Two community calls for species suggestions resulted in 596 species nominated. The final goal was to deliver samples with a total genome span of up to 150 Gb. In the end, the European community achieved the delivery of 94 species totaling 143.7 Gb, which is 96% of the target. Out of the 596 species nominated by the European community, 137 were initially selected and 43 of the 137 were subsequently deselected. Even though we had initially selected 50% more than we had capacity to sequence, we completed exhausted our waiting list in the end as species had to be deselected. Species deselection occurred due to factors such as sampling failure or sample loss by the provider, overlap of species with ongoing sequencing by other genome consortia, maximum allowable delays in sample delivery within the project time frame, and difficulties in extracting DNA for genome sequencing of sufficient amount and quality.
All remaining selected species (94) have been sampled and shipped to the corresponding sequencing centres of BGE. In addition, contextual data concerning each sample (e.g., where and when it was collected; for details see Böhne et al. 2024) have been described in a metadata manifest transferred to BGE. Hence, the BGE samples come also along with a high standard concerning the non-sequence data. Additionally, the 94 species have been or will be accessioned in a biobank: 66 are already stored, while the remaining 28 will be accessioned after sequencing if there is leftover (extracted DNA or tissue) material.
As many museums were involved in this consortium and this work package, vouchering of specimens was regarded as an very important part. Providing a specimen voucher or an e-voucher was therefore mandatory in the nomination process.
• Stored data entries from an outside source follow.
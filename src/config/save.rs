use crate::config::types::EnsurerConfig;
use crate::tools::ensure_directory;
use anyhow::{Context, Result};
use std::fs;
use std::path::Path;

impl EnsurerConfig {
    /// 以 pretty JSON 寫入設定，必要時建立上層資料夾
    pub fn save(&self, path: &Path) -> Result<()> {
        let content = serde_json::to_string_pretty(self).context("Failed to serialize config")?;

        if let Some(parent) = path.parent().filter(|p| !p.as_os_str().is_empty()) {
            ensure_directory(parent)
                .with_context(|| format!("Failed to create directory {}", parent.display()))?;
        }

        fs::write(path, content)
            .with_context(|| format!("Failed to write config to {}", path.display()))?;

        Ok(())
    }
}
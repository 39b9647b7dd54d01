pub mod load;
pub mod save;
pub mod types;

pub use types::EnsurerConfig;
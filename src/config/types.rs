use serde::{Deserialize, Serialize};

#[derive(Debug, Clone, PartialEq, Eq, Serialize, Deserialize)]
#[serde(default)]
pub struct EnsurerConfig {
    /// 是否一併建立缺少的上層資料夾（`mkdir -p`）
    pub create_parents: bool,
    /// 新建資料夾的 Unix 權限位元，仍受 umask 影響；其他平台忽略
    pub dir_mode: Option<u32>,
}

impl Default for EnsurerConfig {
    fn default() -> Self {
        Self {
            create_parents: true,
            dir_mode: None,
        }
    }
}
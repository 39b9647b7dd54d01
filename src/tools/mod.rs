mod directory_ensurer;
mod ensure_error;
mod path_validator;

pub use directory_ensurer::{DirectoryEnsurer, ensure_directory, ensure_directory_exists};
pub use ensure_error::{EnsureError, EnsureOutcome};
pub use path_validator::validate_directory_exists;
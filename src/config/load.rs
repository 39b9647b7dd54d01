use crate::config::types::EnsurerConfig;
use anyhow::{Context, Result};
use std::fs;
use std::path::Path;

impl EnsurerConfig {
    /// 從 JSON 檔案載入設定
    pub fn load(path: &Path) -> Result<Self> {
        let content = fs::read_to_string(path)
            .with_context(|| format!("Failed to read config from {}", path.display()))?;

        serde_json::from_str(&content)
            .with_context(|| format!("Failed to parse config from {}", path.display()))
    }

    /// 檔案不存在時回傳預設設定
    pub fn load_or_default(path: &Path) -> Result<Self> {
        if !path.exists() {
            return Ok(Self::default());
        }
        Self::load(path)
    }
}

#[cfg(test)]
mod tests {
    use super::*;
    use tempfile::TempDir;

    #[test]
    fn test_load_or_default_without_file() {
        let temp_dir = TempDir::new().unwrap();
        let config = EnsurerConfig::load_or_default(&temp_dir.path().join("none.json")).unwrap();
        assert_eq!(config, EnsurerConfig::default());
    }

    #[test]
    fn test_load_reads_fields() {
        let temp_dir = TempDir::new().unwrap();
        let path = temp_dir.path().join("ensurer.json");
        fs::write(&path, r#"{"create_parents": false, "dir_mode": 493}"#).unwrap();

        let config = EnsurerConfig::load(&path).unwrap();
        assert!(!config.create_parents);
        assert_eq!(config.dir_mode, Some(0o755));
    }

    #[test]
    fn test_load_reports_path_on_parse_error() {
        let temp_dir = TempDir::new().unwrap();
        let path = temp_dir.path().join("broken.json");
        fs::write(&path, "{ not json").unwrap();

        let err = EnsurerConfig::load(&path).unwrap_err();
        assert!(err.to_string().contains("broken.json"));
    }
}
use anyhow::{Result, bail};
use std::path::Path;

/// 只檢查不建立：路徑必須存在且為資料夾
pub fn validate_directory_exists(path: &Path) -> Result<()> {
    if !path.exists() {
        bail!("路徑不存在: {}", path.display());
    }
    if !path.is_dir() {
        bail!("路徑不是資料夾: {}", path.display());
    }
    Ok(())
}

#[cfg(test)]
mod tests {
    use super::*;
    use tempfile::TempDir;

    #[test]
    fn test_validate_existing_directory() {
        let temp_dir = TempDir::new().unwrap();
        assert!(validate_directory_exists(temp_dir.path()).is_ok());
    }

    #[test]
    fn test_validate_missing_path_does_not_create() {
        let temp_dir = TempDir::new().unwrap();
        let missing = temp_dir.path().join("missing");

        let err = validate_directory_exists(&missing).unwrap_err();
        assert!(err.to_string().contains("路徑不存在"));
        assert!(!missing.exists());
    }

    #[test]
    fn test_validate_file_is_rejected() {
        let temp_dir = TempDir::new().unwrap();
        let file = temp_dir.path().join("file.txt");
        std::fs::write(&file, "").unwrap();

        let err = validate_directory_exists(&file).unwrap_err();
        assert!(err.to_string().contains("路徑不是資料夾"));
    }
}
Accordingly, 90 of the 94 species (96.8%) already have an accession number for a specimen voucher and/or deposited an e-voucher (digital voucher, i.e. photo) of the specimen in the EBI BioImages repository. An ideal voucher would be what remains of the specimen after subsamples have been removed for sequencing and biobanking. Moreover, these leftovers should enable morphological identification. For small specimens that are fully consumed during DNA/RNA extraction, a proxy voucher from the same clone or population may be provided. As a last option for vouchering, a photo of the original specimen can serve as an e-voucher which ideally always accompanies the specimen. Reliance on an e-voucher is necessary in certain circumstances such as endangered species (for which only tissue samples can be taken), very large specimens (for which it is often not possible to preserve the entire organism), species with low abundance and very small specimens (for which all specimens are needed for sequencing and/or biobanking) or for specimens that cannot be permanently preserved (e.g., gastrotrichs). More specifically, for 40 species (42.6%), both an e-voucher and a morphological voucher were provided, while for 15 species (16.0%), only an e-voucher was chosen and for 35 species (37.2%), only a morphological voucher. The sample providers of the remaining four species (4.3%) still need to obtain an accession number or upload a photo of their voucher specimen.
The progress of the task with all it challenges also allowed us to identify ways of optimizing the sample collection process in future projects. Potential mitigating measures for future projects include strategies for broader recruitment of species nominations, increased community education regarding the selection criteria, and improvements in low-cost technology for effectively collecting, storing, and shipping samples.